Poczucie winy towarzyszy większości rodziców. Można by powiedzieć, że jest to stan wpisany w rodzicielstwo. Za co najczęściej się obwiniamy? Mamy tu do dyspozycji cały wachlarz przeróżnych sfer życia rodzinnego: za to, że za mało zarabiam; za to, że za mało czasu spędzam z dzieckiem lub mam za mało entuzjazmu w zabawie z nim; że moje dziecko nie uczęszcza na tyle zajęć dodatkowych, na ile chodzą dzieci przyjaciół; że podniosłam głos w kłótni; że dziecko za rzadko widuje dziadków; że za często zostawiam je u dziadków; że za rzadko wyjeżdżamy nad morze; że nie podróżujemy z nim w góry; że… Jeśli mu na to pozwolimy, poczucie winy zakrada się do większości zakamarków naszego życia.

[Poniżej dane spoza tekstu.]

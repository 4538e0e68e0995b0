/// Configuration shared by every service
///
/// Each service reads its settings from environment variables under its own
/// prefix, so the three binaries can run side by side from one `.env` file.
///
/// # Environment Variables
///
/// With `{P}` being `USER_SERVICE`, `MUSIC_SERVICE` or `PLAYLIST_SERVICE`:
///
/// - `{P}_HOST`: Host to bind to (default: 0.0.0.0)
/// - `{P}_PORT`: Port to bind to (service-specific default)
/// - `{P}_DATABASE_URL`: SQLite URL (service-specific default)
/// - `{P}_DATABASE_MAX_CONNECTIONS`: Pool size (default: 10)
/// - `CORS_ORIGINS`: Comma-separated allowed origins, `*` for any (default: *)
/// - `PRODUCTION`: Enables HSTS when `true` (default: false)
/// - `RUST_LOG`: Log filter
///
/// # Example
///
/// ```no_run
/// use tunestack_shared::config::{ServiceConfig, ServiceDefaults};
///
/// # fn example() -> anyhow::Result<()> {
/// let config = ServiceConfig::from_env(&ServiceDefaults {
///     env_prefix: "USER_SERVICE",
///     port: 8001,
///     database_url: "sqlite://users.db",
/// })?;
/// println!("Server will listen on {}", config.bind_address());
/// # Ok(())
/// # }
/// ```

use crate::db::pool::DatabaseConfig;
use serde::{Deserialize, Serialize};
use std::env;

/// Per-service defaults used when the environment is silent
#[derive(Debug, Clone, Copy)]
pub struct ServiceDefaults {
    /// Prefix for service-specific variables (e.g. "MUSIC_SERVICE")
    pub env_prefix: &'static str,

    /// Default listening port
    pub port: u16,

    /// Default SQLite URL
    pub database_url: &'static str,
}

/// Complete service configuration
#[derive(Debug, Clone, Serialize, Deserialize)]
pub struct ServiceConfig {
    /// HTTP server configuration
    pub api: ApiConfig,

    /// Database configuration
    pub database: DbSettings,
}

/// HTTP server configuration
#[derive(Debug, Clone, Serialize, Deserialize)]
pub struct ApiConfig {
    /// Host to bind to
    pub host: String,

    /// Port to bind to
    pub port: u16,

    /// Allowed CORS origins (`*` allows any)
    pub cors_origins: Vec<String>,

    /// Production mode (turns on HSTS)
    pub production: bool,
}

/// Database settings
#[derive(Debug, Clone, Serialize, Deserialize)]
pub struct DbSettings {
    /// SQLite connection URL
    pub url: String,

    /// Maximum number of connections in pool
    pub max_connections: u32,
}

impl ServiceConfig {
    /// Loads configuration from environment variables
    ///
    /// A `.env` file in the working directory is loaded first if present.
    ///
    /// # Errors
    ///
    /// Returns an error if a numeric or boolean variable has an invalid value.
    pub fn from_env(defaults: &ServiceDefaults) -> anyhow::Result<Self> {
        dotenvy::dotenv().ok();

        let prefix = defaults.env_prefix;

        let host = env::var(format!("{prefix}_HOST")).unwrap_or_else(|_| "0.0.0.0".to_string());
        let port = env::var(format!("{prefix}_PORT"))
            .unwrap_or_else(|_| defaults.port.to_string())
            .parse::<u16>()
            .map_err(|e| anyhow::anyhow!("{prefix}_PORT is not a valid port: {e}"))?;

        let database_url = env::var(format!("{prefix}_DATABASE_URL"))
            .unwrap_or_else(|_| defaults.database_url.to_string());

        let max_connections = env::var(format!("{prefix}_DATABASE_MAX_CONNECTIONS"))
            .unwrap_or_else(|_| "10".to_string())
            .parse::<u32>()
            .map_err(|e| anyhow::anyhow!("{prefix}_DATABASE_MAX_CONNECTIONS is invalid: {e}"))?;

        if max_connections == 0 {
            anyhow::bail!("{prefix}_DATABASE_MAX_CONNECTIONS must be at least 1");
        }

        let cors_origins = parse_origins(&env::var("CORS_ORIGINS").unwrap_or_else(|_| "*".to_string()));
        let production = parse_bool("PRODUCTION", env::var("PRODUCTION").ok(), false)?;

        Ok(Self {
            api: ApiConfig {
                host,
                port,
                cors_origins,
                production,
            },
            database: DbSettings {
                url: database_url,
                max_connections,
            },
        })
    }

    /// Configuration for tests: in-memory database, permissive CORS
    pub fn for_tests() -> Self {
        Self {
            api: ApiConfig {
                host: "127.0.0.1".to_string(),
                port: 0,
                cors_origins: vec!["*".to_string()],
                production: false,
            },
            database: DbSettings {
                url: "sqlite::memory:".to_string(),
                max_connections: 1,
            },
        }
    }

    /// Returns the server bind address
    pub fn bind_address(&self) -> String {
        format!("{}:{}", self.api.host, self.api.port)
    }

    /// Pool configuration derived from these settings
    pub fn pool_config(&self) -> DatabaseConfig {
        let config = DatabaseConfig {
            url: self.database.url.clone(),
            max_connections: self.database.max_connections,
            ..Default::default()
        };

        if config.is_in_memory() {
            DatabaseConfig {
                url: config.url,
                ..DatabaseConfig::in_memory()
            }
        } else {
            config
        }
    }
}

/// Splits a comma-separated origin list, dropping blanks
pub fn parse_origins(raw: &str) -> Vec<String> {
    raw.split(',')
        .map(str::trim)
        .filter(|origin| !origin.is_empty())
        .map(str::to_string)
        .collect()
}

/// Parses a boolean flag (`true/false/1/0/yes/no`), falling back to `default` when unset
pub fn parse_bool(name: &str, value: Option<String>, default: bool) -> anyhow::Result<bool> {
    match value.as_deref().map(|v| v.trim().to_ascii_lowercase()) {
        None => Ok(default),
        Some(v) => match v.as_str() {
            "true" | "1" | "yes" | "on" => Ok(true),
            "false" | "0" | "no" | "off" => Ok(false),
            _ => anyhow::bail!("{name} must be a boolean, got {v:?}"),
        },
    }
}

#[cfg(test)]
mod tests {
    use super::*;

    #[test]
    fn test_bind_address() {
        let mut config = ServiceConfig::for_tests();
        config.api.port = 8002;
        assert_eq!(config.bind_address(), "127.0.0.1:8002");
    }

    #[test]
    fn test_parse_origins() {
        assert_eq!(parse_origins("*"), vec!["*"]);
        assert_eq!(
            parse_origins("http://a.test, http://b.test,,"),
            vec!["http://a.test", "http://b.test"]
        );
    }

    #[test]
    fn test_parse_bool() {
        assert!(!parse_bool("X", None, false).unwrap());
        assert!(parse_bool("X", None, true).unwrap());
        assert!(parse_bool("X", Some("TRUE".into()), false).unwrap());
        assert!(!parse_bool("X", Some("0".into()), true).unwrap());
        assert!(parse_bool("X", Some("maybe".into()), true).is_err());
    }

    #[test]
    fn test_pool_config_for_memory_url() {
        let pool = ServiceConfig::for_tests().pool_config();
        assert!(pool.is_in_memory());
        assert_eq!(pool.max_connections, 1);
        assert_eq!(pool.idle_timeout_secs, None);
    }

    #[test]
    fn test_pool_config_for_file_url() {
        let mut config = ServiceConfig::for_tests();
        config.database.url = "sqlite://music.db".to_string();
        config.database.max_connections = 4;

        let pool = config.pool_config();
        assert_eq!(pool.url, "sqlite://music.db");
        assert_eq!(pool.max_connections, 4);
        assert_eq!(pool.idle_timeout_secs, Some(600));
    }
}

Co sprzyja powstawaniu poczucia winy?
Można wyróżnić kilka czynników, które podsycają poczucie winy:
1. Bardzo wysokie standardy działania
Wychowanie dziecka jest złożonym i długoterminowym zadaniem. Rodzice często narzucają sobie wyśrubowane standardy, których realizacja jest nierealna. Warto tu zauważyć słowa „zawsze” („zawsze wysprzątane mieszkanie”) i „nigdy” („nigdy nie podnoszę głosu przy dziecku”) – te słowa sugerują, że mówimy o nierealistycznym wyobrażeniu, odległym od prawdziwego życia.

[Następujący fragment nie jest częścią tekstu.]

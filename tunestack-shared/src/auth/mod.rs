/// Authentication utilities
///
/// - [`password`]: Argon2id password hashing and verification
///
/// The services issue no tokens or sessions; login is a credential check
/// against the stored hash.

pub mod password;
/// Database bootstrap for the Music Service

use sqlx::{migrate::Migrator, SqlitePool};
use tunestack_shared::{
    config::ServiceConfig,
    db::{migrations, pool},
};

/// Embedded catalog migrations (songs, artists, albums)
pub static MIGRATOR: Migrator = sqlx::migrate!("./migrations");

/// Opens the music database and brings its schema up to date
pub async fn connect(config: &ServiceConfig) -> anyhow::Result<SqlitePool> {
    migrations::ensure_database_exists(&config.database.url).await?;
    let db = pool::create_pool(config.pool_config()).await?;
    migrations::run_migrations(&db, &MIGRATOR).await?;
    Ok(db)
}
/// OpenAPI document and Swagger UI
///
/// Served at `/docs`, backed by `/api-docs/openapi.json`.

use crate::routes::users;
use axum::Router;
use tunestack_shared::{
    error::{ErrorResponse, ValidationErrorDetail},
    http::{health, MessageResponse},
};
use utoipa::OpenApi;
use utoipa_swagger_ui::SwaggerUi;

#[derive(OpenApi)]
#[openapi(
    info(title = "User Service", description = "User registration and authentication"),
    paths(
        health::root,
        health::health_check,
        users::register,
        users::login,
        users::list_users,
        users::get_user,
        users::delete_user,
    ),
    components(schemas(
        health::ServiceBanner,
        health::HealthResponse,
        users::RegisterRequest,
        users::LoginRequest,
        users::UserResponse,
        users::LoginUser,
        users::LoginResponse,
        MessageResponse,
        ErrorResponse,
        ValidationErrorDetail,
    )),
    tags((name = "health"), (name = "users"))
)]
pub struct ApiDoc;

/// Swagger UI routes
pub fn docs_routes<S>() -> Router<S>
where
    S: Clone + Send + Sync + 'static,
{
    SwaggerUi::new("/docs")
        .url("/api-docs/openapi.json", ApiDoc::openapi())
        .into()
}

2. Porównywanie się z innymi rodzicami
Obserwując innych rodziców, musimy pamiętać, że widzimy tylko skrawek ich codzienności. Inni, podobnie jak my, dbają o to, żeby pokazać się nam z jak najlepszej strony. Szczególnie widać to w social mediach, gdzie na pięknych zdjęciach udostępniany jest nam maleńki wycinek życia znajomych – łatwo popaść w pułapkę myślenia „u nich tak jest”, zapominając, że te zdjęcia naprawdę niewiele mówią o tej rodzinie.
3. Zmęczenie, frustracja
Kiedy jesteśmy zmęczeni, nie mamy już energii, aby działać zgodnie z naszymi standardami, i częściej zdarza nam się robić wtedy rzeczy, których nie lubimy – na przykład krzyknąć na dziecko, które nie chce iść umyć zębów. Zanim niechcący wpadniemy w „tryb oszczędzania energii”, lepiej zadbać o profilaktykę, wpisując odpoczynek w swój grafik codziennych działań.
4. Nadmierna odpowiedzialność
Obecnie większość z nas zdaje sobie sprawę, że relacja z rodzicem i wczesnodziecięce doświadczenia silnie kształtują dziecko, czujemy więc ogromną odpowiedzialność za to, co wydarzy się w tym kluczowym okresie. Trzymając w ramionach niemowlę, bierzemy odpowiedzialność za życie dorosłego człowieka, którym się ono stanie, a waga tej odpowiedzialności wyklucza możliwość popełniania błędów.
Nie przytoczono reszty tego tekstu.